→ WHAT IS NEEDED
Where does the string "action" appear in the records? Copy every line that contains it.

→ DATA EXCERPTS
++++++

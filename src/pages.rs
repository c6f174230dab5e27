use actix_web::web;

mod auth;
mod kpi;
mod payroll;
mod salary;

pub fn config(cfg: &mut web::ServiceConfig) {
    cfg
        .service(web::scope("/auth")
            .configure(auth::config))
        .service(web::scope("/payroll")
            .configure(payroll::config))
        .service(web::scope("/kpi")
            .configure(kpi::config))
        .service(web::scope("/salary")
            .configure(salary::config));
}
use actix_web::{body, http::{self, header::ContentType, StatusCode}, HttpResponse};
use chrono::NaiveDate;
use rust_decimal::Decimal;
use sea_orm::DbErr;
use thiserror::Error;
use uuid::Uuid;

use crate::entity::sea_orm_active_enums::PeriodStatus;

#[derive(Debug, Error)]
pub enum PayrollError {
    #[error("end date {end} is before start date {start}")]
    InvalidDateRange {
        start: NaiveDate,
        end: NaiveDate,
    },

    #[error("employee {employee_id} has no salary structure effective on {as_of}")]
    NoApplicableSalary {
        employee_id: Uuid,
        as_of: NaiveDate,
    },

    #[error("payroll period {start} - {end} already exists")]
    DuplicatePeriod {
        start: NaiveDate,
        end: NaiveDate,
    },

    #[error("payroll item for employee {employee_id} already exists in period {period_id}")]
    DuplicateItem {
        period_id: Uuid,
        employee_id: Uuid,
    },

    #[error("cannot {action} a payroll period in `{from:?}` status")]
    InvalidTransition {
        from: PeriodStatus,
        action: &'static str,
    },

    #[error("kpi assignment {0} has a target value of zero")]
    DivisionByZero(Uuid),

    #[error("kpi assignment {0} produced a value too large to store")]
    ArithmeticOverflow(Uuid),

    #[error("`{field}` value {value} is outside the accepted range")]
    ValueOutOfRange {
        field: &'static str,
        value: Decimal,
    },

    #[error("kpi assignment {0} not found")]
    InvalidAssignment(Uuid),

    #[error("payroll period {0} not found")]
    PeriodNotFound(Uuid),

    #[error("employee {0} not found")]
    EmployeeNotFound(Uuid),

    #[error("salary structure effective {effective_date} overlaps an existing structure of employee {employee_id}")]
    OverlappingSalaryStructure {
        employee_id: Uuid,
        effective_date: NaiveDate,
    },

    #[error("database error")]
    Database(#[from] DbErr),
}

impl actix_web::error::ResponseError for PayrollError {
    fn error_response(&self) -> HttpResponse<body::BoxBody> {
        HttpResponse::build(self.status_code())
            .insert_header(ContentType::plaintext())
            .body(self.to_string())
    }

    fn status_code(&self) -> http::StatusCode {
        match self {
            PayrollError::InvalidDateRange { .. } => StatusCode::BAD_REQUEST,
            PayrollError::NoApplicableSalary { .. }
            | PayrollError::InvalidAssignment(_)
            | PayrollError::PeriodNotFound(_)
            | PayrollError::EmployeeNotFound(_) => StatusCode::NOT_FOUND,
            PayrollError::DuplicatePeriod { .. }
            | PayrollError::DuplicateItem { .. }
            | PayrollError::InvalidTransition { .. }
            | PayrollError::OverlappingSalaryStructure { .. } => StatusCode::CONFLICT,
            PayrollError::DivisionByZero(_)
            | PayrollError::ArithmeticOverflow(_)
            | PayrollError::ValueOutOfRange { .. } => StatusCode::UNPROCESSABLE_ENTITY,
            PayrollError::Database(_) => StatusCode::INTERNAL_SERVER_ERROR,
        }
    }
}
use actix_web::{get, post, web, Responder};
use sea_orm::{ColumnTrait, DatabaseConnection, EntityTrait, QueryFilter};
use serde::{Deserialize, Serialize};
use sha2::{Digest, Sha256};

use crate::{auth::Authority, entity::{prelude::*, sea_orm_active_enums::RoleType, user}};

pub(super) fn config(cfg: &mut web::ServiceConfig) {
    cfg
        .service(login)
        .service(whoami);
}

#[derive(Debug, Serialize, Deserialize)]
struct Login {
    username: String,
    password: String,
}

#[post("/login")]
async fn login(db: web::Data<DatabaseConnection>, authority: web::Data<Authority>, credentials: web::Json<Login>) -> impl Responder {
    let hashed_password = &Sha256::digest(&format!("{}:{}", credentials.password, credentials.username))[..];

    let Some(user) = User::find()
        .filter(user::Column::Username.eq(&credentials.username))
        .filter(user::Column::Password.eq(hashed_password))
        .one(db.get_ref()).await
        .map_err(actix_web::error::ErrorInternalServerError)?
    else {
        return Err(actix_web::error::ErrorForbidden("invalid credentials"));
    };

    if !user.is_active {
        return Err(actix_web::error::ErrorForbidden("account is inactive"));
    }

    Ok(
        authority.issue_for(&user)
    )
}

#[derive(Debug, Serialize, Deserialize)]
struct WhoAmI {
    id: uuid::Uuid,
    username: String,
    role: RoleType,
    hire_date: chrono::NaiveDate,
}

#[get("")]
async fn whoami(user: user::Model) -> impl Responder {
    web::Json(WhoAmI {
        id: user.id,
        username: user.username,
        role: user.role,
        hire_date: user.hire_date,
    })
}
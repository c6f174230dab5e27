use chrono::NaiveDate;
use sea_orm::{ColumnTrait, ConnectionTrait, EntityTrait, QueryFilter};
use serde::Serialize;
use tracing::instrument;
use uuid::Uuid;

use crate::{entity::{leave_request, prelude::*, sea_orm_active_enums::LeaveStatus}, error::PayrollError, utils};

#[derive(Debug, Clone, Copy, Default, PartialEq, Eq, Serialize)]
pub struct WorkingDays {
    pub working: i32,
    /// Weekdays covered by approved leave
    pub leave: i32,
    /// Always zero, no attendance source feeds payroll
    pub absent: i32,
}

#[derive(Debug, Clone, Copy)]
struct LeaveSpan {
    start: NaiveDate,
    end: NaiveDate,
}

impl LeaveSpan {
    fn covers(&self, day: NaiveDate) -> bool {
        self.start <= day && day <= self.end
    }
}

impl From<&leave_request::Model> for LeaveSpan {
    fn from(request: &leave_request::Model) -> Self {
        Self {
            start: request.start_date,
            end: request.end_date,
        }
    }
}

/// Weekdays in `[start, end]`, split into working days and days on leave
fn count_days(start: NaiveDate, end: NaiveDate, leave: &[LeaveSpan]) -> WorkingDays {
    let mut days = WorkingDays::default();

    for day in utils::days_in_range(start, end).filter(|day| utils::is_weekday(*day)) {
        if leave.iter().any(|span| span.covers(day)) {
            days.leave += 1;
        } else {
            days.working += 1;
        }
    }

    days
}

pub struct WorkingDaysCalculator;

impl WorkingDaysCalculator {
    #[instrument(skip(db))]
    pub async fn count<C: ConnectionTrait>(db: &C, employee_id: Uuid, start: NaiveDate, end: NaiveDate) -> Result<WorkingDays, PayrollError> {
        if end < start {
            return Ok(WorkingDays::default());
        }

        let leave = LeaveRequest::find()
            .filter(leave_request::Column::EmployeeId.eq(employee_id))
            .filter(leave_request::Column::Status.eq(LeaveStatus::Approved))
            .filter(leave_request::Column::StartDate.lte(end))
            .filter(leave_request::Column::EndDate.gte(start))
            .all(db).await?
            .iter()
            .map(LeaveSpan::from)
            .collect::<Vec<_>>();

        Ok(count_days(start, end, &leave))
    }
}
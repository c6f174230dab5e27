use chrono::{Datelike as _, NaiveDate, Weekday};
use rust_decimal::{Decimal, RoundingStrategy};

use crate::{consts::{MAX_STORED_AMOUNT, MONEY_SCALE}, error::PayrollError};

pub fn is_weekday(date: NaiveDate) -> bool {
    !matches!(date.weekday(), Weekday::Sat | Weekday::Sun)
}

/// Every calendar day in `[start, end]`, both ends inclusive. Empty when `end < start`
pub fn days_in_range(start: NaiveDate, end: NaiveDate) -> impl Iterator<Item = NaiveDate> {
    start.iter_days().take_while(move |day| *day <= end)
}

pub fn count_weekdays(start: NaiveDate, end: NaiveDate) -> i64 {
    days_in_range(start, end)
        .filter(|day| is_weekday(*day))
        .count() as i64
}

/// Human readable period reference, e.g. `PAY-202406`
pub fn period_reference(start: NaiveDate) -> String {
    format!("PAY-{}", start.format("%Y%m"))
}

pub fn round_money(amount: Decimal) -> Decimal {
    amount.round_dp_with_strategy(MONEY_SCALE, RoundingStrategy::MidpointAwayFromZero)
}

/// Rejects amounts a `numeric(15, 2)` column cannot hold, and negative ones unless `signed`
pub fn validate_amount(field: &'static str, value: Decimal, signed: bool) -> Result<Decimal, PayrollError> {
    if value.abs() > MAX_STORED_AMOUNT || (!signed && value.is_sign_negative() && !value.is_zero()) {
        return Err(PayrollError::ValueOutOfRange { field, value });
    }

    Ok(value)
}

++++++

→ WRITTEN REPLY
    #[error("cannot {action} a payroll period in `{from:?}` status")]
        action: &'static str,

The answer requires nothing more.